Dataset entries
--- --- ---
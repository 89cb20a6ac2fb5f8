//! JSON-lines message loop. Each client line is parsed and forwarded to core
//! logic; we reply with a single JSON line per request. After a correct answer
//! an advance timer presents the next problem; `leave` or a new request
//! cancels it.

use std::time::Duration;

use serde::Serialize;
use tokio::io::{AsyncBufRead, AsyncBufReadExt, AsyncWrite, AsyncWriteExt};
use tokio::sync::mpsc::{unbounded_channel, UnboundedReceiver, UnboundedSender};
use tokio::task::JoinHandle;
use tracing::{debug, error, info, instrument};

use crate::domain::ProblemKind;
use crate::logic::{hint_text, leave, new_problem, progress_snapshot, submit_answer};
use crate::protocol::{answer_result, progress_out, to_out, ClientMessage, ServerMessage};
use crate::state::GameState;

#[derive(Debug, Clone, Copy, PartialEq, Eq)]
pub enum HostEvent {
  Advance { kind: ProblemKind, epoch: u64 },
}

/// Owns the single pending advance timer. Events from a cancelled or replaced
/// timer carry a stale epoch and are ignored.
pub struct Advancer {
  tx: UnboundedSender<HostEvent>,
  delay: Duration,
  epoch: u64,
  pending: Option<JoinHandle<()>>,
}

impl Advancer {
  pub fn new(delay: Duration) -> (Self, UnboundedReceiver<HostEvent>) {
    let (tx, rx) = unbounded_channel();
    (Self { tx, delay, epoch: 0, pending: None }, rx)
  }

  pub fn schedule(&mut self, kind: ProblemKind) {
    self.cancel();
    let tx = self.tx.clone();
    let delay = self.delay;
    let epoch = self.epoch;
    self.pending = Some(tokio::spawn(async move {
      tokio::time::sleep(delay).await;
      let _ = tx.send(HostEvent::Advance { kind, epoch });
    }));
    debug!(target: "numsense", %kind, epoch, delay_ms = delay.as_millis() as u64, "Advance scheduled");
  }

  pub fn cancel(&mut self) {
    if let Some(handle) = self.pending.take() {
      handle.abort();
      debug!(target: "numsense", epoch = self.epoch, "Advance cancelled");
    }
    self.epoch += 1;
  }

  /// Accept an event only if it belongs to the live timer.
  pub fn accept(&mut self, event: &HostEvent) -> bool {
    let HostEvent::Advance { epoch, .. } = event;
    if *epoch == self.epoch && self.pending.is_some() {
      self.pending = None;
      self.epoch += 1;
      true
    } else {
      false
    }
  }
}

impl Drop for Advancer {
  fn drop(&mut self) {
    if let Some(handle) = self.pending.take() {
      handle.abort();
    }
  }
}

#[instrument(level = "info", skip_all)]
pub async fn run<R, W>(state: &mut GameState, input: R, mut output: W) -> std::io::Result<()>
where
  R: AsyncBufRead + Unpin,
  W: AsyncWrite + Unpin,
{
  info!(target: "numsense", "Session started");
  let (mut advancer, mut events) = Advancer::new(Duration::from_millis(state.config.advance_delay_ms));
  let mut lines = input.lines();

  loop {
    tokio::select! {
      line = lines.next_line() => {
        let Some(line) = line? else { break };
        if line.trim().is_empty() {
          continue;
        }
        let reply = match serde_json::from_str::<ClientMessage>(&line) {
          Ok(incoming) => {
            debug!(target: "numsense", "Received: {:?}", &incoming);
            handle_client(incoming, state, &mut advancer)
          }
          Err(e) => ServerMessage::Error { message: format!("Invalid JSON: {}", e) },
        };
        send(&mut output, &reply).await?;
      }
      Some(event) = events.recv() => {
        if !advancer.accept(&event) {
          debug!(target: "numsense", ?event, "Stale advance ignored");
          continue;
        }
        let HostEvent::Advance { kind, .. } = event;
        let reply = match new_problem(state, kind) {
          Ok(p) => ServerMessage::Problem { problem: to_out(&p) },
          Err(e) => ServerMessage::Error { message: e.to_string() },
        };
        send(&mut output, &reply).await?;
      }
    }
  }

  info!(target: "numsense", "Session ended");
  Ok(())
}

async fn send<W: AsyncWrite + Unpin, T: Serialize>(output: &mut W, msg: &T) -> std::io::Result<()> {
  let mut out = serde_json::to_string(msg).unwrap_or_else(|e| {
    serde_json::json!({ "type": "error", "message": format!("Serialization error: {}", e) }).to_string()
  });
  out.push('\n');
  if let Err(e) = output.write_all(out.as_bytes()).await {
    error!(target: "numsense", error = %e, "Write error");
    return Err(e);
  }
  output.flush().await
}

fn handle_client(msg: ClientMessage, state: &mut GameState, advancer: &mut Advancer) -> ServerMessage {
  match msg {
    ClientMessage::Ping => ServerMessage::Pong,

    ClientMessage::NewProblem { kind } => {
      advancer.cancel();
      match kind.parse::<ProblemKind>().and_then(|k| new_problem(state, k)) {
        Ok(p) => ServerMessage::Problem { problem: to_out(&p) },
        Err(e) => {
          error!(target: "numsense", %kind, error = %e, "new_problem failed");
          ServerMessage::Error { message: e.to_string() }
        }
      }
    }

    ClientMessage::SubmitAnswer { problem_id, answer } => match submit_answer(state, &problem_id, &answer) {
      Ok(out) => {
        if out.advancing() {
          if let Some(s) = &state.current {
            advancer.schedule(s.problem().kind);
          }
        }
        answer_result(out)
      }
      Err(e) => ServerMessage::Error { message: e.to_string() },
    },

    ClientMessage::Hint { problem_id } => ServerMessage::Hint { text: hint_text(state, &problem_id) },

    ClientMessage::Progress => progress_out(&progress_snapshot(state)),

    ClientMessage::Leave => {
      advancer.cancel();
      leave(state);
      ServerMessage::Left
    }
  }
}

#[cfg(test)]
mod tests {
  use super::*;
  use crate::config::GameConfig;
  use crate::numfmt::group_indian;
  use serde_json::Value;
  use tokio::io::{BufReader, Lines};

  async fn next_json<R: AsyncBufRead + Unpin>(lines: &mut Lines<R>) -> Value {
    let line = lines.next_line().await.unwrap().expect("reply line");
    serde_json::from_str(&line).unwrap()
  }

  fn state(delay_ms: u64) -> GameState {
    GameState::new(GameConfig { seed: Some(5), advance_delay_ms: delay_ms, ..GameConfig::default() }).unwrap()
  }

  #[tokio::test]
  async fn scheduled_advance_fires_once() {
    let (mut adv, mut rx) = Advancer::new(Duration::from_millis(10));
    adv.schedule(ProblemKind::TableSum);
    let ev = rx.recv().await.unwrap();
    assert!(adv.accept(&ev));
    assert!(!adv.accept(&ev));
  }

  #[tokio::test]
  async fn cancelled_advance_never_arrives() {
    let (mut adv, mut rx) = Advancer::new(Duration::from_millis(10));
    adv.schedule(ProblemKind::TableSum);
    adv.cancel();
    let got = tokio::time::timeout(Duration::from_millis(60), rx.recv()).await;
    assert!(got.is_err(), "cancelled timer delivered {got:?}");
  }

  #[tokio::test]
  async fn rescheduling_invalidates_the_old_timer() {
    let (mut adv, mut rx) = Advancer::new(Duration::from_millis(5));
    adv.schedule(ProblemKind::TableSum);
    adv.schedule(ProblemKind::TableMin);
    let ev = rx.recv().await.unwrap();
    assert!(matches!(ev, HostEvent::Advance { kind: ProblemKind::TableMin, .. }));
    assert!(adv.accept(&ev));
  }

  #[tokio::test]
  async fn scripted_session_replies_line_per_request() {
    let mut st = state(1500);
    let input = concat!(
      "{\"type\":\"ping\"}\n",
      "\n",
      "not json\n",
      "{\"type\":\"new_problem\",\"kind\":\"cheque_writing\"}\n",
      "{\"type\":\"progress\"}\n",
      "{\"type\":\"leave\"}\n",
    );
    let mut out: Vec<u8> = Vec::new();
    run(&mut st, BufReader::new(input.as_bytes()), &mut out).await.unwrap();

    let replies: Vec<Value> = String::from_utf8(out)
      .unwrap()
      .lines()
      .map(|l| serde_json::from_str(l).unwrap())
      .collect();
    assert_eq!(replies.len(), 5);
    assert_eq!(replies[0]["type"], "pong");
    assert_eq!(replies[1]["type"], "error");
    assert!(replies[2]["message"].as_str().unwrap().contains("unsupported problem kind"));
    assert_eq!(replies[3]["type"], "progress");
    assert_eq!(replies[3]["level"], 1);
    assert_eq!(replies[4]["type"], "left");
  }

  #[tokio::test]
  async fn correct_answer_auto_advances() {
    let mut st = state(10);
    let (client, server) = tokio::io::duplex(16 * 1024);
    let (server_read, server_write) = tokio::io::split(server);
    let (client_read, mut client_write) = tokio::io::split(client);

    let driver = run(&mut st, BufReader::new(server_read), server_write);
    let script = async move {
      let mut replies = BufReader::new(client_read).lines();
      client_write
        .write_all(b"{\"type\":\"new_problem\",\"kind\":\"comma_grouping\"}\n")
        .await
        .unwrap();
      let first = next_json(&mut replies).await;
      assert_eq!(first["type"], "problem");
      let id = first["problem"]["id"].as_str().unwrap().to_string();
      let value = first["problem"]["data"]["value"].as_i64().unwrap();
      let answer = group_indian(value).unwrap();
      let line = format!("{{\"type\":\"submit_answer\",\"problemId\":\"{id}\",\"answer\":\"{answer}\"}}\n");
      client_write.write_all(line.as_bytes()).await.unwrap();

      let result = next_json(&mut replies).await;
      assert_eq!(result["type"], "answer_result");
      assert_eq!(result["correct"], true);
      assert_eq!(result["advancing"], true);
      assert_eq!(result["reward"]["points"], 1);

      let advanced = next_json(&mut replies).await;
      assert_eq!(advanced["type"], "problem");
      assert_eq!(advanced["problem"]["kind"], "comma_grouping");
      assert_ne!(advanced["problem"]["id"].as_str().unwrap(), id);
      client_write.shutdown().await.unwrap();
    };
    let (res, ()) = tokio::join!(driver, script);
    res.unwrap();
  }
}
//! Indian-system number formatting: comma grouping (12,34,567) and English
//! words with lakh/crore scale names.

use std::collections::BTreeSet;

use crate::error::{CoreError, CoreResult};

const ONES: [&str; 20] = [
  "zero", "one", "two", "three", "four", "five", "six", "seven", "eight", "nine", "ten",
  "eleven", "twelve", "thirteen", "fourteen", "fifteen", "sixteen", "seventeen", "eighteen",
  "nineteen",
];
const TENS: [&str; 10] = [
  "", "", "twenty", "thirty", "forty", "fifty", "sixty", "seventy", "eighty", "ninety",
];

const THOUSAND: u64 = 1_000;
const LAKH: u64 = 100_000;
const CRORE: u64 = 10_000_000;

/// Last three digits form one group, every two digits before that another.
pub fn group_indian(n: i64) -> CoreResult<String> {
  if n < 0 {
    return Err(CoreError::invalid(format!("cannot group negative number {n}")));
  }
  let digits = n.to_string();
  if digits.len() <= 3 {
    return Ok(digits);
  }
  let (head, tail) = digits.split_at(digits.len() - 3);
  let mut groups: Vec<&str> = Vec::new();
  let mut end = head.len();
  while end > 0 {
    let start = end.saturating_sub(2);
    groups.push(&head[start..end]);
    end = start;
  }
  groups.reverse();
  groups.push(tail);
  Ok(groups.join(","))
}

/// Parse a digit string that may carry grouping commas.
pub fn parse_grouped(s: &str) -> CoreResult<i64> {
  let compact: String = s.trim().chars().filter(|c| *c != ',').collect();
  if compact.is_empty() || !compact.chars().all(|c| c.is_ascii_digit()) {
    return Err(CoreError::invalid(format!("not a grouped number: {s:?}")));
  }
  compact
    .parse::<i64>()
    .map_err(|e| CoreError::invalid(format!("{s:?}: {e}")))
}

/// Every accepted word rendering of `n`: with and without "and" after "hundred".
pub fn to_words_indian(n: i64) -> CoreResult<BTreeSet<String>> {
  if n < 0 {
    return Err(CoreError::invalid(format!("cannot spell negative number {n}")));
  }
  let n = n as u64;
  let mut forms = BTreeSet::new();
  forms.insert(spell(n, false));
  forms.insert(spell(n, true));
  Ok(forms)
}

/// The form shown in prompts ("two hundred and five").
pub fn display_words(n: i64) -> CoreResult<String> {
  if n < 0 {
    return Err(CoreError::invalid(format!("cannot spell negative number {n}")));
  }
  Ok(spell(n as u64, true))
}

fn spell(n: u64, with_and: bool) -> String {
  if n == 0 {
    return ONES[0].to_string();
  }
  let mut parts: Vec<String> = Vec::new();
  let crore = n / CRORE;
  if crore > 0 {
    parts.push(format!("{} crore", spell(crore, with_and)));
  }
  let lakh = (n / LAKH) % 100;
  if lakh > 0 {
    parts.push(format!("{} lakh", below_hundred(lakh)));
  }
  let thousand = (n / THOUSAND) % 100;
  if thousand > 0 {
    parts.push(format!("{} thousand", below_hundred(thousand)));
  }
  let rest = n % THOUSAND;
  if rest > 0 {
    parts.push(below_thousand(rest, with_and));
  }
  parts.join(" ")
}

fn below_hundred(n: u64) -> String {
  let n = n as usize;
  if n < 20 {
    return ONES[n].to_string();
  }
  match n % 10 {
    0 => TENS[n / 10].to_string(),
    r => format!("{} {}", TENS[n / 10], ONES[r]),
  }
}

fn below_thousand(n: u64, with_and: bool) -> String {
  let hundreds = n / 100;
  let rest = n % 100;
  match (hundreds, rest) {
    (0, r) => below_hundred(r),
    (h, 0) => format!("{} hundred", ONES[h as usize]),
    (h, r) if with_and => format!("{} hundred and {}", ONES[h as usize], below_hundred(r)),
    (h, r) => format!("{} hundred {}", ONES[h as usize], below_hundred(r)),
  }
}

/// Name of the place `position` digits from the right (0 = ones).
pub fn place_name(position: u32) -> String {
  match position {
    0 => "ones".into(),
    1 => "tens".into(),
    2 => "hundreds".into(),
    3 => "thousands".into(),
    4 => "ten thousands".into(),
    5 => "lakhs".into(),
    6 => "ten lakhs".into(),
    7 => "crores".into(),
    8 => "ten crores".into(),
    p => format!("10^{p}"),
  }
}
--- --- ---
• [WHAT YOU WILL DO]
Show every line from the entries above in which "digits" appears.

• [ANSWER TO THE PROBLEM]
/// Last three digits form one group, every two digits before that another.
  let digits = n.to_string();
  if digits.len() <= 3 {
    return Ok(digits);
  let (head, tail) = digits.split_at(digits.len() - 3);
/// Name of the place `position` digits from the right (0 = ones).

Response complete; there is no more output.